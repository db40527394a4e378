//! Event Handling - Keyboard input processing
//!
//! Translates raw key events into [`Action`]s. The search box is always
//! focused: printable characters edit the query, control keys drive
//! navigation and the favorite/recommendation flow.

use crossterm::event::{self, Event, KeyCode, KeyEvent, KeyModifiers};
use std::time::Duration;

/// Actions that can be triggered by user input
#[derive(Debug, Clone, Copy, PartialEq, Eq)]
pub enum Action {
    Quit,
    /// Append a character to the search query
    Input(char),
    /// Delete the last character of the search query
    Backspace,
    /// Reset the query and refresh the unfiltered list
    ClearSearch,
    /// Close the recommendation panel if open, otherwise clear the search
    Dismiss,
    /// Toggle favorite on the selected book
    ToggleFavorite,
    SelectPrev,
    SelectNext,
    /// Reload the full catalog
    Refresh,
    None,
}

/// Map a key event to an action
pub fn handle_key_event(key: KeyEvent) -> Action {
    let ctrl = key.modifiers.contains(KeyModifiers::CONTROL);
    let alt = key.modifiers.contains(KeyModifiers::ALT);

    match key.code {
        // Quit: Ctrl+C or Ctrl+Q
        KeyCode::Char('c') | KeyCode::Char('q') if ctrl => Action::Quit,

        // Catalog refresh / search clear
        KeyCode::Char('r') if ctrl => Action::Refresh,
        KeyCode::Char('u') if ctrl => Action::ClearSearch,

        // Panel dismissal / search clear
        KeyCode::Esc => Action::Dismiss,

        // List navigation + favorite toggle
        KeyCode::Up => Action::SelectPrev,
        KeyCode::Down => Action::SelectNext,
        KeyCode::Enter => Action::ToggleFavorite,

        // Query editing
        KeyCode::Backspace => Action::Backspace,
        KeyCode::Char(c) if !ctrl && !alt => Action::Input(c),

        _ => Action::None,
    }
}

/// Poll for keyboard events with timeout
pub fn poll_event(timeout: Duration) -> std::io::Result<Option<KeyEvent>> {
    if event::poll(timeout)? {
        if let Event::Key(key) = event::read()? {
            return Ok(Some(key));
        }
    }
    Ok(None)
}
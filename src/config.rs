//! Libri Configuration Module
//!
//! Manages persistent configuration for service endpoints and credentials.
//! Config is stored in `~/.config/libri/config.toml`.
//!
//! ## Priority Order (highest to lowest)
//!
//! 1. CLI flags (applied by the caller)
//! 2. Environment variables (`LIBRI_CATALOG_URL`, `LIBRI_SESSION_URL`,
//!    `LIBRI_AGENT_URL`, `LIBRI_API_KEY`)
//! 3. Config file (`~/.config/libri/config.toml`)
//! 4. Defaults (localhost)

use std::fs;
use std::path::PathBuf;

use serde::{Deserialize, Serialize};
use url::Url;

use crate::error::{LibriError, Result};

/// Default base URL used when nothing is configured
const DEFAULT_ENDPOINT: &str = "http://localhost:4000";

/// Main configuration structure
#[derive(Debug, Clone, Default, Serialize, Deserialize, PartialEq)]
pub struct LibriConfig {
    /// Service endpoint URLs
    #[serde(default)]
    pub endpoints: Endpoints,

    /// Credentials forwarded to the session/agent services
    #[serde(default)]
    pub auth: Auth,
}

/// Endpoint configuration
#[derive(Debug, Clone, Default, Serialize, Deserialize, PartialEq)]
pub struct Endpoints {
    /// Base URL of the catalog service (serves /books and /books/search)
    pub catalog_url: Option<String>,

    /// Base URL of the session service (serves /session)
    pub session_url: Option<String>,

    /// Base URL of the agent service (serves /agent/invoke)
    pub agent_url: Option<String>,
}

/// Credential configuration
#[derive(Debug, Clone, Default, Serialize, Deserialize, PartialEq)]
pub struct Auth {
    /// API key sent as a bearer token to the session and agent services
    pub api_key: Option<String>,
}

impl LibriConfig {
    /// Get the config directory path
    ///
    /// Returns `~/.config/libri/` on Unix, `%APPDATA%/libri/` on Windows
    pub fn config_dir() -> PathBuf {
        dirs::config_dir()
            .unwrap_or_else(|| PathBuf::from("."))
            .join("libri")
    }

    /// Get the config file path
    pub fn config_path() -> PathBuf {
        Self::config_dir().join("config.toml")
    }

    /// Load configuration from file
    ///
    /// Returns default config if file doesn't exist.
    /// Returns error if file exists but is malformed.
    pub fn load() -> Result<Self> {
        let path = Self::config_path();

        if !path.exists() {
            return Ok(Self::default());
        }

        let content = fs::read_to_string(&path).map_err(|e| LibriError::Config {
            reason: format!("Failed to read config file: {}", e),
        })?;

        toml::from_str(&content).map_err(|e| LibriError::Config {
            reason: format!("Failed to parse config file: {}", e),
        })
    }

    /// Save configuration to file
    ///
    /// Creates the config directory if it doesn't exist.
    pub fn save(&self) -> Result<()> {
        let dir = Self::config_dir();
        let path = Self::config_path();

        if !dir.exists() {
            fs::create_dir_all(&dir).map_err(|e| LibriError::Config {
                reason: format!("Failed to create config directory: {}", e),
            })?;
        }

        let content = toml::to_string_pretty(self).map_err(|e| LibriError::Config {
            reason: format!("Failed to serialize config: {}", e),
        })?;

        fs::write(&path, content).map_err(|e| LibriError::Config {
            reason: format!("Failed to write config file: {}", e),
        })?;

        Ok(())
    }

    /// Merge with environment variables
    ///
    /// Environment variables take precedence over config file values.
    /// Empty values are ignored.
    pub fn with_env(mut self) -> Self {
        if let Ok(v) = std::env::var("LIBRI_CATALOG_URL") {
            if !v.is_empty() {
                self.endpoints.catalog_url = Some(v);
            }
        }
        if let Ok(v) = std::env::var("LIBRI_SESSION_URL") {
            if !v.is_empty() {
                self.endpoints.session_url = Some(v);
            }
        }
        if let Ok(v) = std::env::var("LIBRI_AGENT_URL") {
            if !v.is_empty() {
                self.endpoints.agent_url = Some(v);
            }
        }
        if let Ok(v) = std::env::var("LIBRI_API_KEY") {
            if !v.is_empty() {
                self.auth.api_key = Some(v);
            }
        }
        self
    }

    /// Effective catalog base URL
    pub fn catalog_url(&self) -> &str {
        self.endpoints.catalog_url.as_deref().unwrap_or(DEFAULT_ENDPOINT)
    }

    /// Effective session base URL
    pub fn session_url(&self) -> &str {
        self.endpoints.session_url.as_deref().unwrap_or(DEFAULT_ENDPOINT)
    }

    /// Effective agent base URL
    pub fn agent_url(&self) -> &str {
        self.endpoints.agent_url.as_deref().unwrap_or(DEFAULT_ENDPOINT)
    }

    /// API key, if configured
    pub fn api_key(&self) -> Option<&str> {
        self.auth.api_key.as_deref()
    }

    /// Validate that every effective endpoint parses as an absolute URL
    pub fn validate(&self) -> Result<()> {
        for raw in [self.catalog_url(), self.session_url(), self.agent_url()] {
            Url::parse(raw).map_err(|e| LibriError::InvalidUrl {
                url: raw.to_string(),
                reason: e.to_string(),
            })?;
        }
        Ok(())
    }
}

/// Mask an API key for display
///
/// Shows first N chars + asterisks, e.g. "lk-prod-***"
pub fn mask_api_key(key: &str, visible_chars: usize) -> String {
    if key.is_empty() {
        return String::new();
    }

    let visible = key.len().min(visible_chars);
    format!("{}***", &key[..visible])
}

#[cfg(test)]
mod tests {
    use super::*;
    use std::env;
    use tempfile::TempDir;

    #[test]
    fn test_config_path_contains_libri() {
        let path = LibriConfig::config_path();
        assert!(path.to_string_lossy().contains("libri"));
        assert!(path.to_string_lossy().ends_with("config.toml"));
    }

    #[test]
    fn test_default_config_uses_localhost() {
        let config = LibriConfig::default();
        assert_eq!(config.catalog_url(), DEFAULT_ENDPOINT);
        assert_eq!(config.session_url(), DEFAULT_ENDPOINT);
        assert_eq!(config.agent_url(), DEFAULT_ENDPOINT);
        assert!(config.api_key().is_none());
        assert!(config.validate().is_ok());
    }

    #[test]
    fn test_config_save_and_load_roundtrip() {
        let temp_dir = TempDir::new().unwrap();
        let config_path = temp_dir.path().join("config.toml");

        let config = LibriConfig {
            endpoints: Endpoints {
                catalog_url: Some("http://books.internal:8080".into()),
                session_url: Some("http://auth.internal:8081".into()),
                agent_url: Some("http://agent.internal:8082".into()),
            },
            auth: Auth {
                api_key: Some("lk-test-key".into()),
            },
        };

        let content = toml::to_string_pretty(&config).unwrap();
        fs::write(&config_path, &content).unwrap();

        let loaded: LibriConfig = toml::from_str(&fs::read_to_string(&config_path).unwrap()).unwrap();
        assert_eq!(config, loaded);
    }

    #[test]
    fn test_env_overrides_config() {
        env::set_var("LIBRI_CATALOG_URL", "http://from-env:9000");

        let config = LibriConfig {
            endpoints: Endpoints {
                catalog_url: Some("http://from-config:9001".into()),
                ..Default::default()
            },
            ..Default::default()
        }
        .with_env();

        assert_eq!(config.catalog_url(), "http://from-env:9000");

        env::remove_var("LIBRI_CATALOG_URL");
    }

    #[test]
    fn test_env_does_not_override_with_empty() {
        env::set_var("LIBRI_API_KEY", "");

        let config = LibriConfig {
            auth: Auth {
                api_key: Some("lk-from-config".into()),
            },
            ..Default::default()
        }
        .with_env();

        assert_eq!(config.api_key(), Some("lk-from-config"));

        env::remove_var("LIBRI_API_KEY");
    }

    #[test]
    fn test_validate_rejects_relative_url() {
        let config = LibriConfig {
            endpoints: Endpoints {
                catalog_url: Some("not a url".into()),
                ..Default::default()
            },
            ..Default::default()
        };
        assert!(matches!(
            config.validate(),
            Err(LibriError::InvalidUrl { .. })
        ));
    }

    #[test]
    fn test_toml_format() {
        let config = LibriConfig {
            endpoints: Endpoints {
                catalog_url: Some("http://localhost:4000".into()),
                ..Default::default()
            },
            auth: Auth {
                api_key: Some("lk-test".into()),
            },
        };

        let toml_str = toml::to_string_pretty(&config).unwrap();

        assert!(toml_str.contains("[endpoints]"));
        assert!(toml_str.contains("catalog_url = \"http://localhost:4000\""));
        assert!(toml_str.contains("[auth]"));
        assert!(toml_str.contains("api_key = \"lk-test\""));
    }

    #[test]
    fn test_mask_api_key() {
        assert_eq!(mask_api_key("lk-prod-abcdefghij", 8), "lk-prod-***");
        assert_eq!(mask_api_key("short", 10), "short***");
        assert_eq!(mask_api_key("", 10), "");
    }
}
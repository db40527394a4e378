//! TUI Module - Book Browser
//!
//! Architecture:
//! ```text
//! ┌─────────────────────────────────────────────────────────────────────┐
//! │                         UI LAYER (ui.rs)                            │
//! │  Pure rendering. No business logic. Reads AppState.                 │
//! └─────────────────────────────────────────────────────────────────────┘
//!                               ▲
//!                               │ &AppState
//! ┌─────────────────────────────────────────────────────────────────────┐
//! │                 DOMAIN LAYER (controller.rs, state.rs)              │
//! │  Named operations mutate AppState; completions routed by sequence.  │
//! └─────────────────────────────────────────────────────────────────────┘
//!                               ▲
//!                               │ Completion channel
//! ┌─────────────────────────────────────────────────────────────────────┐
//! │                    SERVICE LAYER (service/)                         │
//! │  CatalogService + SessionService + RecommendationService.           │
//! └─────────────────────────────────────────────────────────────────────┘
//! ```

mod app;
pub mod controller;
pub mod debounce;
mod events;
pub mod state;
mod theme;
mod ui;

pub use app::TuiApp;
pub use controller::{Completion, Controller, EMPTY_RECOMMENDATION, SEARCH_DEBOUNCE};
pub use debounce::Debouncer;
pub use events::Action;
pub use state::{AppState, RecommendationView, Severity};

use crate::service::Backend;

/// Run the book browser against the given backend
pub async fn run(backend: Backend) -> anyhow::Result<()> {
    let app = TuiApp::new(backend);
    app.run().await
}
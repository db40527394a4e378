//! Single-slot delayed-task scheduler
//!
//! Each `schedule` cancels any pending deadline before installing the new
//! one, so only the last request within the quiet window fires. The unit is
//! driven with explicit instants, which makes it testable by simulating time
//! advancement instead of sleeping.

use std::time::{Duration, Instant};

#[derive(Debug)]
pub struct Debouncer {
    quiet: Duration,
    deadline: Option<Instant>,
}

impl Debouncer {
    pub fn new(quiet: Duration) -> Self {
        Self {
            quiet,
            deadline: None,
        }
    }

    /// Schedule the task to fire `quiet` after `now`, superseding any
    /// pending schedule.
    pub fn schedule(&mut self, now: Instant) {
        self.deadline = Some(now + self.quiet);
    }

    /// Drop any pending schedule without firing.
    pub fn cancel(&mut self) {
        self.deadline = None;
    }

    pub fn is_pending(&self) -> bool {
        self.deadline.is_some()
    }

    /// Returns true exactly once when the quiet window has elapsed.
    pub fn fire(&mut self, now: Instant) -> bool {
        match self.deadline {
            Some(deadline) if now >= deadline => {
                self.deadline = None;
                true
            }
            _ => false,
        }
    }
}

#[cfg(test)]
mod tests {
    use super::*;

    const QUIET: Duration = Duration::from_millis(300);

    #[test]
    fn test_does_not_fire_before_quiet_window() {
        let mut d = Debouncer::new(QUIET);
        let t0 = Instant::now();
        d.schedule(t0);

        assert!(!d.fire(t0 + Duration::from_millis(299)));
        assert!(d.is_pending());
    }

    #[test]
    fn test_fires_once_after_quiet_window() {
        let mut d = Debouncer::new(QUIET);
        let t0 = Instant::now();
        d.schedule(t0);

        assert!(d.fire(t0 + QUIET));
        assert!(!d.is_pending());
        // one-shot: a second poll does not fire again
        assert!(!d.fire(t0 + Duration::from_secs(10)));
    }

    #[test]
    fn test_reschedule_supersedes_earlier_deadline() {
        let mut d = Debouncer::new(QUIET);
        let t0 = Instant::now();
        d.schedule(t0);
        d.schedule(t0 + Duration::from_millis(200));

        // the first deadline has passed, but it was superseded
        assert!(!d.fire(t0 + Duration::from_millis(300)));
        // the second deadline fires
        assert!(d.fire(t0 + Duration::from_millis(500)));
    }

    #[test]
    fn test_cancel_drops_pending_schedule() {
        let mut d = Debouncer::new(QUIET);
        let t0 = Instant::now();
        d.schedule(t0);
        d.cancel();

        assert!(!d.is_pending());
        assert!(!d.fire(t0 + Duration::from_secs(1)));
    }
}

★ ★ ★

Taking the records above, retype every line from the one with "control keys drive" down to the one with "by user input", exactly and with nothing else.

//! focused: printable characters edit the query, control keys drive
//! navigation and the favorite/recommendation flow.

use crossterm::event::{self, Event, KeyCode, KeyEvent, KeyModifiers};
use std::time::Duration;

/// Actions that can be triggered by user input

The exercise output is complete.